Adélia Luzia Prado de Freitas (Divinópolis, 13 de dezembro de 1935), mas conhecida como Adélia Prado, é uma poetisa, professora, filósofa e contista brasileira ligada ao Modernismo.

Sua obra retrata o cotidiano com perplexidade e encanto, norteados pela fé cristã e permeados pelo aspecto lúdico, uma das características de seu estilo único. Em 1976,enviou o manuscrito de Bagagem para Affonso Romano de Sant’Anna, que assinava uma coluna de crítica literária no Jornal do Brasil. Admirado, acabou por repassar os manuscritos a Carlos Drummond de Andrade, que incentivou a publicação do livro pela Editora Imago em artigo do mesmo periódico.
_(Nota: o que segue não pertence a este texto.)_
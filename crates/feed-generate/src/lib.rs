//! # feed-generate
//!
//! The generation half of the pipeline:
//! - [`prompt::build_prompt`] renders the instruction text for a [`feed_core::FeedPlan`]
//! - [`CompletionProvider`] is the seam to the text-generation service, with
//!   [`OpenAiClient`] as the production implementation
//! - [`parse`] turns the raw completion into typed, plan-checked records

pub mod openai;
pub mod parse;
pub mod prompt;

mod error;

pub use error::{GenerationError, MalformedResponse};
pub use openai::OpenAiClient;
pub use parse::{parse_completion, parse_for_plan, strip_code_fence};
pub use prompt::build_prompt;

use std::future::Future;

/// A text-generation service that answers one prompt with one completion.
pub trait CompletionProvider {
    /// Send `prompt` as a single user message and return the completion text.
    fn complete(&self, prompt: &str) -> impl Future<Output = Result<String, GenerationError>> + Send;
}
Professora por formação, ela exerceu o magistério durante 24 anos, até que a carreira de escritora se tornou a atividade central. Em termos de literatura brasileira, o surgimento da escritora representou a revalorização do feminino nas letras e da mulher como ser pensante, tendo-se em conta que Adélia incorpora os papéis de intelectual e de mãe, esposa e dona-de-casa. (Fonte: Antologia da Poesia Brasileira Contemporânea – Imprensa Nacional – Casa da Moeda, 1986)

A soleira
O que farei com este meu corpo inóspito já que não respondes nem me abres a porta? Tem pena de mim. Não compreendo nada. Só vos desejo e meu desejo é como se eu miasse por vós. A florinha do mentrasto é tão sem galas que minha carne se eriça, erotizada. Existis, ó Deus, porque a beleza existe, esta que vi primeiro com meus olhos mortais. Parecerá blasfemo. Mas não chamam sagrado o livro em que Jó fez imprimir suas dores, amaldiçoando o dia do seu nascimento? Porque não o meu, que o abençoo e acho o degredo bom, os penedos belos, as poucas flores, dádivas?
Sedução
A poesia me pega com sua roda dentada, me força a escutar imóvel o seu discurso esdrúxulo. Me abraça detrás do muro, levanta a saia pra eu ver, amorosa e doida. Acontece a má coisa, eu lhe digo, também sou filho de Deus, me deixa desesperar. Ela responde passando a língua quente em meu pescoço, fala pau pra me acalmar, fala pedra, geometria, se descuida e fica meiga, aproveito pra me safar. Eu corro ela corre mais, eu grito ela grita mais, sete demônios mais forte. Me pega a ponta do pé e vem até na cabeça, fazendo sulcos profundos. É de ferro a roda dentada dela.